• To do: In the data below, which lines contain "RealtimeInputMessage"? List them by copying each one.

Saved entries
★ ★ ★
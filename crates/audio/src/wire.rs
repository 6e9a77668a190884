//! Transport-Kodierung fuer Binaerdaten
//!
//! Die Live-Verbindung ist textbasiert (JSON). PCM-Bytes werden deshalb
//! als Standard-Base64 transportiert. `from_wire(&to_wire(x)) == x` fuer
//! jede Bytefolge.

use base64::engine::general_purpose::STANDARD;
use base64::Engine;

use crate::error::{AudioError, AudioResult};

/// Bytes -> Text
pub fn to_wire(bytes: &[u8]) -> String {
    STANDARD.encode(bytes)
}

/// Text -> Bytes
pub fn from_wire(text: &str) -> AudioResult<Vec<u8>> {
    STANDARD
        .decode(text.trim())
        .map_err(|e| AudioError::DecodeFehler(e.to_string()))
}
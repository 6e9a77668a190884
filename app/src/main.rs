//! livetalk – Einstiegspunkt
//!
//! Laedt die Konfiguration, initialisiert das Logging und startet eine
//! Sprach-Session. `livetalk geraete` listet die Audio-Geraete auf.

use anyhow::Result;
use livetalk::{config::AppConfig, App};
use livetalk_observability::logging_initialisieren;

#[tokio::main]
async fn main() -> Result<()> {
    // Konfigurationsdatei-Pfad aus Umgebungsvariable oder Standard
    let config_pfad = std::env::var("LIVETALK_CONFIG").unwrap_or_else(|_| "livetalk.toml".into());

    // Konfiguration laden (Standardwerte falls Datei fehlt)
    let config = AppConfig::laden(&config_pfad)?;

    logging_initialisieren(&config.logging.level, &config.logging.format)?;

    tracing::info!(
        version = env!("CARGO_PKG_VERSION"),
        config = %config_pfad,
        "livetalk wird initialisiert"
    );

    match std::env::args().nth(1).as_deref() {
        Some("geraete") => App::neu(config).geraete_auflisten(),
        Some(andere) => anyhow::bail!("Unbekanntes Kommando: {andere} (erlaubt: geraete)"),
        None => App::neu(config).starten().await,
    }
}
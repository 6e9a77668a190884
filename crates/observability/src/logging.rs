//! Structured Logging Setup via tracing-subscriber
//!
//! Konfigurierbar per Umgebungsvariable (ueberschreibt die Konfigurationsdatei):
//! - `LT_LOG_LEVEL`: Filter-Direktive (z.B. `debug` oder `livetalk_session=trace`),
//!   Standard: info
//! - `LT_LOG_FORMAT`: Format (text/json), Standard: text
//!
//! Ausgabe geht nach stderr, stdout bleibt fuer die Konsolen-Steuerung frei.

use std::str::FromStr;

use thiserror::Error;
use tracing_subscriber::{fmt, EnvFilter};

/// Umgebungsvariable fuer den Log-Level
pub const ENV_LOG_LEVEL: &str = "LT_LOG_LEVEL";
/// Umgebungsvariable fuer das Log-Format
pub const ENV_LOG_FORMAT: &str = "LT_LOG_FORMAT";

// WebSocket-Crates loggen jeden Frame auf debug
const LEISE_CRATES: &str = "tungstenite=warn,tokio_tungstenite=warn,rustls=warn";

#[derive(Debug, Error)]
pub enum LoggingFehler {
    #[error("Unbekanntes Log-Format: {0}")]
    UnbekanntesFormat(String),

    #[error("Logging bereits initialisiert")]
    BereitsInitialisiert,
}

/// Ausgabeformat der Logs
#[derive(Debug, Clone, Copy, PartialEq, Eq, Default)]
pub enum LogFormat {
    #[default]
    Text,
    Json,
}

impl FromStr for LogFormat {
    type Err = LoggingFehler;

    fn from_str(s: &str) -> Result<Self, Self::Err> {
        match s {
            "text" => Ok(Self::Text),
            "json" => Ok(Self::Json),
            other => Err(LoggingFehler::UnbekanntesFormat(other.to_string())),
        }
    }
}

/// Initialisiert das Logging-System.
///
/// `LT_LOG_LEVEL` und `LT_LOG_FORMAT` haben Vorrang vor den Argumenten.
/// Ein ungueltiger Level faellt auf `info` zurueck, ein ungueltiges Format
/// ist ein Fehler.
pub fn logging_initialisieren(level: &str, format: &str) -> Result<(), LoggingFehler> {
    let direktive = std::env::var(ENV_LOG_LEVEL).unwrap_or_else(|_| level.to_string());
    let filter = filter_bauen(&direktive);

    let format: LogFormat = std::env::var(ENV_LOG_FORMAT)
        .unwrap_or_else(|_| format.to_string())
        .parse()?;

    let ergebnis = match format {
        LogFormat::Json => fmt()
            .json()
            .with_env_filter(filter)
            .with_target(true)
            .with_thread_names(true)
            .with_current_span(true)
            .with_writer(std::io::stderr)
            .try_init(),
        LogFormat::Text => fmt()
            .with_env_filter(filter)
            .with_target(true)
            .with_writer(std::io::stderr)
            .try_init(),
    };
    ergebnis.map_err(|_| LoggingFehler::BereitsInitialisiert)
}

fn filter_bauen(direktive: &str) -> EnvFilter {
    EnvFilter::try_new(format!("{},{}", direktive, LEISE_CRATES))
        .unwrap_or_else(|_| EnvFilter::new(format!("info,{}", LEISE_CRATES)))
}

/// Validiert ob ein Log-Level-String gueltig ist.
pub fn log_level_gueltig(level: &str) -> bool {
    matches!(level, "trace" | "debug" | "info" | "warn" | "error")
}

/// Validiert ob ein Log-Format-String gueltig ist.
pub fn log_format_gueltig(format: &str) -> bool {
    format.parse::<LogFormat>().is_ok()
}
//! Live-Protokoll – JSON-Nachrichten zwischen Client und Modell
//!
//! Ausgehend: `setup` beim Oeffnen, danach `realtimeInput` mit Audio-Blobs.
//! Eingehend: `setupComplete` und `serverContent` (Audio, Unterbrechung,
//! Turn-Ende). Unbekannte Felder werden ignoriert.

use livetalk_audio::{EncodedPacket, PcmFormat};
use livetalk_core::{LiveTalkError, Result};
use serde::{Deserialize, Serialize};
use tracing::debug;

use crate::config::SessionSetup;
use crate::transport::ServerEvent;

// ---------------------------------------------------------------------------
// Ausgehend
// ---------------------------------------------------------------------------

#[derive(Debug, Serialize)]
pub struct SetupMessage {
    pub setup: SetupPayload,
}

#[derive(Debug, Serialize)]
#[serde(rename_all = "camelCase")]
pub struct SetupPayload {
    pub model: String,
    pub generation_config: GenerationConfig,
    #[serde(skip_serializing_if = "Option::is_none")]
    pub system_instruction: Option<Content>,
}

#[derive(Debug, Serialize)]
#[serde(rename_all = "camelCase")]
pub struct GenerationConfig {
    pub response_modalities: Vec<String>,
    pub speech_config: SpeechConfig,
}

#[derive(Debug, Serialize)]
#[serde(rename_all = "camelCase")]
pub struct SpeechConfig {
    pub voice_config: VoiceConfig,
}

#[derive(Debug, Serialize)]
#[serde(rename_all = "camelCase")]
pub struct VoiceConfig {
    pub prebuilt_voice_config: PrebuiltVoiceConfig,
}

#[derive(Debug, Serialize)]
#[serde(rename_all = "camelCase")]
pub struct PrebuiltVoiceConfig {
    pub voice_name: String,
}

#[derive(Debug, Serialize)]
pub struct Content {
    pub parts: Vec<TextPart>,
}

#[derive(Debug, Serialize)]
pub struct TextPart {
    pub text: String,
}

/// Audio-Blob in der Senderichtung
#[derive(Debug, Serialize)]
#[serde(rename_all = "camelCase")]
pub struct RealtimeInputMessage {
    pub realtime_input: RealtimeInput,
}

#[derive(Debug, Serialize)]
pub struct RealtimeInput {
    pub audio: Blob,
}

#[derive(Debug, Serialize, Deserialize)]
#[serde(rename_all = "camelCase")]
pub struct Blob {
    pub mime_type: String,
    pub data: String,
}

/// Praefix fuer Modell-Ressourcennamen
pub const MODELL_PRAEFIX: &str = "models/";

/// Ressourcenname des Modells, `models/` wird ergaenzt falls es fehlt
pub fn modell_ressource(model: &str) -> String {
    let model = model.trim();
    if model.starts_with(MODELL_PRAEFIX) {
        model.to_string()
    } else {
        format!("{MODELL_PRAEFIX}{model}")
    }
}

/// Baut die Setup-Nachricht
///
/// Stimme, Modalitaet und Systemanweisung werden unveraendert uebernommen,
/// das Modell als Ressourcenname.
pub fn setup_message(setup: &SessionSetup) -> SetupMessage {
    SetupMessage {
        setup: SetupPayload {
            model: modell_ressource(&setup.model),
            generation_config: GenerationConfig {
                response_modalities: vec![setup.response_modality.clone()],
                speech_config: SpeechConfig {
                    voice_config: VoiceConfig {
                        prebuilt_voice_config: PrebuiltVoiceConfig {
                            voice_name: setup.voice_name.clone(),
                        },
                    },
                },
            },
            system_instruction: setup.system_instruction.as_ref().map(|text| Content {
                parts: vec![TextPart { text: text.clone() }],
            }),
        },
    }
}

/// Verpackt ein kodiertes Paket als `realtimeInput`
pub fn audio_message(packet: &EncodedPacket) -> RealtimeInputMessage {
    RealtimeInputMessage {
        realtime_input: RealtimeInput {
            audio: Blob {
                mime_type: packet.mime_type(),
                data: packet.payload().to_string(),
            },
        },
    }
}

pub fn to_json<T: Serialize>(message: &T) -> Result<String> {
    serde_json::to_string(message)
        .map_err(|e| LiveTalkError::intern(format!("Serialisierung fehlgeschlagen: {}", e)))
}

// ---------------------------------------------------------------------------
// Eingehend
// ---------------------------------------------------------------------------

#[derive(Debug, Default, Deserialize)]
#[serde(rename_all = "camelCase")]
struct ServerMessage {
    setup_complete: Option<serde_json::Value>,
    server_content: Option<ServerContent>,
}

#[derive(Debug, Default, Deserialize)]
#[serde(rename_all = "camelCase")]
struct ServerContent {
    #[serde(default)]
    interrupted: bool,
    #[serde(default)]
    turn_complete: bool,
    model_turn: Option<ModelTurn>,
}

#[derive(Debug, Default, Deserialize)]
struct ModelTurn {
    #[serde(default)]
    parts: Vec<Part>,
}

#[derive(Debug, Default, Deserialize)]
#[serde(rename_all = "camelCase")]
struct Part {
    inline_data: Option<Blob>,
}

/// Eingehender Frame nach dem Parsen
#[derive(Debug, Clone, PartialEq)]
pub enum Inbound {
    /// Gegenstelle hat das Setup bestaetigt
    SetupComplete,
    Event(ServerEvent),
}

/// Parst eine Server-Nachricht in Ereignisse, in Reihenfolge des Auftretens
///
/// Audio-Teile ohne PCM-Deskriptor werden im Ausgabeformat angenommen.
/// Nicht-Audio-Teile (Text) werden uebersprungen.
pub fn parse_server_message(text: &str) -> Result<Vec<Inbound>> {
    let message: ServerMessage = serde_json::from_str(text)
        .map_err(|e| LiveTalkError::Dekodierung(format!("Server-Nachricht: {}", e)))?;

    let mut result = Vec::new();
    if message.setup_complete.is_some() {
        result.push(Inbound::SetupComplete);
    }

    if let Some(content) = message.server_content {
        if content.interrupted {
            result.push(Inbound::Event(ServerEvent::Interrupted));
        }
        for part in content.model_turn.into_iter().flat_map(|t| t.parts) {
            let Some(blob) = part.inline_data else {
                continue;
            };
            if !blob.mime_type.starts_with("audio/") {
                debug!(mime = %blob.mime_type, "Nicht-Audio-Daten uebersprungen");
                continue;
            }
            let format = PcmFormat::from_mime(&blob.mime_type).unwrap_or_else(PcmFormat::output);
            result.push(Inbound::Event(ServerEvent::Audio(EncodedPacket::from_wire(
                format, blob.data,
            ))));
        }
        if content.turn_complete {
            result.push(Inbound::Event(ServerEvent::TurnComplete));
        }
    }

    Ok(result)
}

#[cfg(test)]
mod tests {
    use super::*;

    #[test]
    fn setup_nachricht_felder() {
        let setup = SessionSetup {
            system_instruction: Some("Sei freundlich".into()),
            ..Default::default()
        };
        let json: serde_json::Value =
            serde_json::from_str(&to_json(&setup_message(&setup)).unwrap()).unwrap();

        let payload = &json["setup"];
        assert_eq!(
            payload["model"],
            format!("models/{}", setup.model).as_str()
        );
        assert_eq!(payload["generationConfig"]["responseModalities"][0], "AUDIO");
        assert_eq!(
            payload["generationConfig"]["speechConfig"]["voiceConfig"]["prebuiltVoiceConfig"]
                ["voiceName"],
            "Puck"
        );
        assert_eq!(payload["systemInstruction"]["parts"][0]["text"], "Sei freundlich");
    }

    #[test]
    fn modell_praefix_nur_einmal() {
        assert_eq!(modell_ressource("gemini-live"), "models/gemini-live");
        assert_eq!(modell_ressource("models/gemini-live"), "models/gemini-live");
        assert_eq!(modell_ressource(" gemini-live "), "models/gemini-live");

        let setup = SessionSetup {
            model: "models/eigenes-modell".into(),
            ..Default::default()
        };
        let json: serde_json::Value =
            serde_json::from_str(&to_json(&setup_message(&setup)).unwrap()).unwrap();
        assert_eq!(json["setup"]["model"], "models/eigenes-modell");
    }

    #[test]
    fn setup_ohne_systemanweisung() {
        let json = to_json(&setup_message(&SessionSetup::default())).unwrap();
        assert!(!json.contains("systemInstruction"));
    }

    #[test]
    fn audio_nachricht() {
        let packet = EncodedPacket::from_samples(&[0.0, 0.5], PcmFormat::capture());
        let json: serde_json::Value =
            serde_json::from_str(&to_json(&audio_message(&packet)).unwrap()).unwrap();
        assert_eq!(json["realtimeInput"]["audio"]["mimeType"], "audio/pcm;rate=16000");
        assert_eq!(json["realtimeInput"]["audio"]["data"], packet.payload());
    }

    #[test]
    fn setup_complete_parsen() {
        let events = parse_server_message(r#"{"setupComplete": {}}"#).unwrap();
        assert_eq!(events, vec![Inbound::SetupComplete]);
    }

    #[test]
    fn unterbrechung_parsen() {
        let events = parse_server_message(r#"{"serverContent": {"interrupted": true}}"#).unwrap();
        assert_eq!(events, vec![Inbound::Event(ServerEvent::Interrupted)]);
    }

    #[test]
    fn audio_und_turn_ende_parsen() {
        let json = r#"{"serverContent": {"modelTurn": {"parts": [
            {"text": "Hallo"},
            {"inlineData": {"mimeType": "audio/pcm;rate=24000", "data": "AAD/fw=="}}
        ]}, "turnComplete": true}}"#;
        let events = parse_server_message(json).unwrap();
        assert_eq!(events.len(), 2);
        match &events[0] {
            Inbound::Event(ServerEvent::Audio(packet)) => {
                assert_eq!(packet.format(), PcmFormat::output());
                assert_eq!(packet.payload(), "AAD/fw==");
            }
            other => panic!("Audio erwartet, war {:?}", other),
        }
        assert_eq!(events[1], Inbound::Event(ServerEvent::TurnComplete));
    }

    #[test]
    fn audio_ohne_rate_nutzt_ausgabeformat() {
        let json = r#"{"serverContent": {"modelTurn": {"parts": [
            {"inlineData": {"mimeType": "audio/wav", "data": "AAA="}}
        ]}}}"#;
        let events = parse_server_message(json).unwrap();
        assert!(matches!(
            &events[0],
            Inbound::Event(ServerEvent::Audio(p)) if p.format() == PcmFormat::output()
        ));
    }

    #[test]
    fn unbekannte_nachricht_ist_leer() {
        assert!(parse_server_message(r#"{"usageMetadata": {}}"#)
            .unwrap()
            .is_empty());
    }

    #[test]
    fn kaputtes_json() {
        assert!(matches!(
            parse_server_message("{kein json"),
            Err(LiveTalkError::Dekodierung(_))
        ));
    }
}
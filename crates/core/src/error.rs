//! Fehlertypen fuer livetalk
//!
//! Zentraler Fehler-Enum der alle Fehlerzustaende einer Live-Session abdeckt.
//! Untermodule (z.B. das Audio-Crate) definieren eigene Fehler und
//! konvertieren via `From` in diesen Typ.

use thiserror::Error;

use crate::types::SessionState;

/// Globaler Result-Alias fuer livetalk
pub type Result<T> = std::result::Result<T, LiveTalkError>;

/// Alle moeglichen Fehler im livetalk-System
#[derive(Debug, Error)]
pub enum LiveTalkError {
    // --- Geraete ---
    /// Mikrofonzugriff verweigert, die Session erreicht nie `Connecting`
    #[error("Mikrofonzugriff verweigert: {0}")]
    ZugriffVerweigert(String),

    #[error("Audiofehler: {0}")]
    Audio(String),

    // --- Verbindung ---
    /// Fehler der Live-Verbindung, fatal fuer die laufende Session
    #[error("Transportfehler: {0}")]
    Transport(String),

    // --- Session ---
    #[error("Session bereits aktiv (Zustand: {0:?})")]
    SessionBelegt(SessionState),

    #[error("Ungueltiger Zustandswechsel: {aktion} im Zustand {zustand:?}")]
    UngueltigerZustand {
        aktion: &'static str,
        zustand: SessionState,
    },

    // --- Codec ---
    /// Verletzung einer Codec-Invariante (Laenge passt nicht zur Kanalanzahl)
    #[error("Formatfehler: {0}")]
    Format(String),

    /// Einzelnes eingehendes Paket nicht dekodierbar
    #[error("Dekodierfehler: {0}")]
    Dekodierung(String),

    // --- Konfiguration ---
    #[error("Konfigurationsfehler: {0}")]
    Konfiguration(String),

    // --- Intern ---
    #[error("Interner Fehler: {0}")]
    Intern(String),

    #[error(transparent)]
    Anyhow(#[from] anyhow::Error),
}

impl LiveTalkError {
    /// Erstellt einen internen Fehler aus einer beliebigen Nachricht
    pub fn intern(msg: impl Into<String>) -> Self {
        Self::Intern(msg.into())
    }

    /// Gibt true zurueck wenn der Aufrufer einen neuen Versuch anbieten kann
    ///
    /// Die Session selbst wiederholt nie; das ist Sache der Oberflaeche.
    pub fn ist_wiederholbar(&self) -> bool {
        matches!(self, Self::Transport(_) | Self::ZugriffVerweigert(_))
    }
}

#[cfg(test)]
mod tests {
    use super::*;

    #[test]
    fn fehler_anzeige() {
        let e = LiveTalkError::ZugriffVerweigert("kein Eingabegeraet".into());
        assert_eq!(
            e.to_string(),
            "Mikrofonzugriff verweigert: kein Eingabegeraet"
        );
    }

    #[test]
    fn wiederholbar_erkennung() {
        assert!(LiveTalkError::Transport("reset".into()).ist_wiederholbar());
        assert!(LiveTalkError::ZugriffVerweigert("nein".into()).ist_wiederholbar());
        assert!(!LiveTalkError::SessionBelegt(SessionState::Active).ist_wiederholbar());
        assert!(!LiveTalkError::Format("x".into()).ist_wiederholbar());
    }

    #[test]
    fn zustandsfehler_enthaelt_aktion() {
        let e = LiveTalkError::UngueltigerZustand {
            aktion: "start",
            zustand: SessionState::Error,
        };
        assert!(e.to_string().contains("start"));
        assert!(e.to_string().contains("Error"));
    }
}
★ ★ ★
• Problem solution:
pub struct RealtimeInputMessage {
pub fn audio_message(packet: &EncodedPacket) -> RealtimeInputMessage {
    RealtimeInputMessage {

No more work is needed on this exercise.